Matilde Chelhot nació en Alepo (Siria) el 15 de diciembre de 1904. Desde niña, siempre tuvo una gran vida interior. Se casó con Jorge Elías Salem, empresario industrial. Sufrió por la imposibilidad de ser madre y por la delicada salud de su esposo. Le ayudaba todo lo que podía en la administración y negocios de la empresa.

Con 43 años se quedó viuda. Habría podido rehacer su vida. Tenía belleza, riqueza, trato señorial, amistades selectas. Pero descubrió su vocación por otro camino: dedicarse totalmente al prójimo, convirtiendo a los jóvenes pobres de su ciudad en su nueva familia. Con la ayuda del arzobispo se dedicó a realizar el grandioso proyecto dejado en testamento por su esposo Jorge. Comprendió que la juventud siria debía ser formada con competencia profesional: solo el trabajo digno y seguro podría marcar el futuro de Siria.

En 1947 llamó a unos misioneros para que dirigiesen la Fundación Jorge Salem. Desde ese momento, esa era su casa y su familia. Y esto sin dejar de comprometerse en un sinfín de apostolados y familias espirituales: Salesiana Cooperadora, Sociedad Catequética, Conferencias de San Vicente, colonias de verano para niños pobres y abandonados, vicepresidenta de la Cruz Roja, beneficencia islámica, obra de los jóvenes delincuentes, terciaria franciscana, Obra del amor infinito, Acción católica.

Ante todo, fue una mujer cristiana, promotora de reconciliación y de paz en su familia, trabajadora de la unión de los cristianos, constructora de unidad entre católicos y ortodoxos. Abierta a todas las obras benéficas sin distinción de rito, confesión o religión. Con 54 años supe que estaba afectada por un cáncer. En respuesta al diagnóstico de los médicos, solo dijo: «Gracias, Dios mío». El resto de su vida, aceptada como un Viacrucis, duró veinte meses.

Murió el 27 de febrero de 1961 a los 56 años de edad. En el funeral, el arzobispo la saludó con pocas palabras: «Santa Matilde». Quiso ser enterrada junto a su esposo en la iglesia dedicada, curiosamente, a Santa Matilde. Se había despojado de todo lo suyo. Había repartido sumas fabulosas, pero murió libre y desprendida de todo bien terrenal. Lo que quedaba lo distribuyó, por testamento, entre las obras de beneficencia, hasta poder decir: «Muero en una casa que no me pertenece».

Querida Rebeca:

No he encontrado nada mejor para contestar tu hermosa carta que hablarte de ese ser extraordinario que fue Matilde de Salem.

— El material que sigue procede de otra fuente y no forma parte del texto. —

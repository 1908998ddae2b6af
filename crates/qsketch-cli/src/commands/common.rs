//! Helpers shared across commands.

use anyhow::{Context, Result, anyhow};
use console::style;
use indicatif::{ProgressBar, ProgressStyle};
use tracing::debug;

use qsketch_api::TasksClient;
use qsketch_canvas::{Sketch, parse_strokes};
use qsketch_client::{Classification, message};

/// Build a task service client, or explain how to configure one.
pub fn tasks_client(api_url: Option<&str>) -> Result<TasksClient> {
    let url = api_url
        .ok_or_else(|| anyhow!("no API base URL; set QSKETCH_API_URL or pass --api-url"))?;
    Ok(TasksClient::new(url)?)
}

/// Load a sketch from a PNG file or a strokes file.
pub fn load_sketch(input: Option<&str>, strokes: Option<&str>) -> Result<Sketch> {
    match (input, strokes) {
        (Some(path), _) => {
            let bytes =
                std::fs::read(path).with_context(|| format!("failed to read '{path}'"))?;
            debug!("Loaded sketch image from {path} ({} bytes)", bytes.len());
            Ok(Sketch::from_png_bytes(&bytes)?)
        }
        (None, Some(path)) => {
            let bytes =
                std::fs::read(path).with_context(|| format!("failed to read '{path}'"))?;
            let paths = parse_strokes(&bytes)?;
            debug!("Replaying {} strokes from {path}", paths.len());
            let mut sketch = Sketch::default();
            sketch.apply_all(&paths);
            Ok(sketch)
        }
        (None, None) => anyhow::bail!("provide a sketch with --input <png> or --strokes <json>"),
    }
}

/// Spinner shown while a task is processing.
pub fn waiting_spinner() -> ProgressBar {
    let spinner = ProgressBar::new_spinner();
    spinner.set_style(
        ProgressStyle::default_spinner()
            .template("{spinner:.cyan} {msg}")
            .unwrap(),
    );
    spinner.set_message(message::JOB_STARTING.to_string());
    spinner.enable_steady_tick(std::time::Duration::from_millis(100));
    spinner
}

/// Print the classification verdict.
pub fn print_result(outcome: &Classification) {
    println!(
        "{} {}",
        style("✓").green().bold(),
        message::result_line(outcome)
    );
}

#[cfg(test)]
mod tests {
    use super::*;
    use std::io::Write;

    #[test]
    fn test_tasks_client_requires_base_url() {
        let err = tasks_client(None).unwrap_err();
        assert!(err.to_string().contains("QSKETCH_API_URL"));
    }

    #[test]
    fn test_load_sketch_requires_an_input() {
        assert!(load_sketch(None, None).is_err());
    }

    #[test]
    fn test_load_sketch_from_strokes_file() {
        let mut file = tempfile::NamedTempFile::new().unwrap();
        file.write_all(
            br#"[{"paths": [{"x": 100.0, "y": 100.0}, {"x": 180.0, "y": 180.0}]}]"#,
        )
        .unwrap();

        let sketch = load_sketch(None, Some(file.path().to_str().unwrap())).unwrap();
        assert!(!sketch.is_blank());
    }

    #[test]
    fn test_load_sketch_from_png_file() {
        let mut drawn = Sketch::default();
        drawn.draw_stroke(&[qsketch_canvas::Point::new(140.0, 140.0)]);

        let mut file = tempfile::NamedTempFile::new().unwrap();
        file.write_all(&drawn.to_png_bytes().unwrap()).unwrap();

        let loaded = load_sketch(Some(file.path().to_str().unwrap()), None).unwrap();
        assert_eq!(loaded.width(), drawn.width());
        assert!(!loaded.is_blank());
    }
}
impl EngineListener for DebugController {
    fn on_engine_event(
        &self,
        kind: EngineEvent,
        call: &CallHandle,
        ctx: &ContextHandle,
    ) -> Result<(), Error> {
        if self.is_terminated() {
            return Err(Error::SessionTerminated);
        }
        if self.is_evaluator_thread() || self.is_evaluating_thread() {
            return Ok(());
        }

        let mut events = vec![];
        let mut exit = false;
        let (num, queued) = {
            let mut session = self.lock();
            let (num, created) = session.threads.resolve_current();
            if created {
                log::debug!(target: "debugger", "new thread {num}");
                events.push(Event::ThreadCreate(num));
            }
            let first_point = session
                .points
                .insert(
                    num,
                    ExecutionPoint {
                        ctx: ctx.clone(),
                        call: call.clone(),
                    },
                )
                .is_none();

            let state = session.threads.state(num).cloned();
            let mut suspended = false;
            match kind {
                EngineEvent::Call => {
                    if let Some(place) = ctx.line_number().filter(|p| session.breakpoints.hit(p)) {
                        log::debug!(target: "debugger", "thread {num} hit breakpoint at {}:{}", place.file, place.line);
                        suspended = true;
                        events.push(Event::SuspendedBreak { thread: num, place });
                    } else if state == Some(ThreadState::Stepping) {
                        suspended = true;
                        events.push(Event::SuspendedStep(num));
                    }
                }
                EngineEvent::Return => {
                    if call.name() == self.config.exit_function {
                        exit = true;
                    } else if matches!(&state, Some(ThreadState::SteppingOver(target)) if target == call)
                    {
                        suspended = true;
                        events.push(Event::SuspendedStep(num));
                    }
                }
            }
            if suspended {
                session.threads.set_state(num, ThreadState::Suspended)?;
            }
            if created || first_point || suspended {
                self.changed.notify_all();
            }
            let queued = !events.is_empty();
            self.enqueue(events);
            (num, queued)
        };

        // a callback without events never waits for the event channel
        if queued {
            self.flush();
        }

        if exit {
            log::info!(target: "debugger", "exit call observed on thread {num}");
            self.terminate();
        } else if kind == EngineEvent::Call {
            self.park(num);
        }
        Ok(())
    }
}

fn lock<T>(mutex: &Mutex<T>) -> MutexGuard<'_, T> {
    mutex.lock().unwrap_or_else(PoisonError::into_inner)
}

Leí su vida hace un mes y removió mis sentimientos, dejándome bailando en la mente una vieja idea. Estoy asqueado contemplando esta feria de vanidades y egoísmos que protagonizan los muchos políticos de todos los partidos. Hablan de amor al pueblo. Pero si para beneficiar al pueblo hay que renunciar a alguna ventaja o suprimir alguna vanidad, mandan al pueblo a freír espárragos con tal de no perderse ni el menor beneficio. Ya sé que esto que digo es una caricatura; lo escribo para llamar la atención y hacer que la gente corriente analicemos lo que ocurre y colaboremos a mejorar el mundo. Y para mejorar el mundo tenemos que mejorar las personas. Es una tarea a la que estamos invitados. Por lo demás, estoy de acuerdo con todo lo que me dices de los gastos, la corrupción, la insolidaridad, etc. Añadiría una única cosa, a mi entender muy interesante: redondea tu juicio y no veas solo malo, hay también mucho bueno, hay gente parecida a Matilde, que trabaja mucho por hacer de la tierra una familia de hermanos. En el mes pasado han sido asesinados dos misioneros cuyo delito fue dedicar su vida a los demás. Abrazos.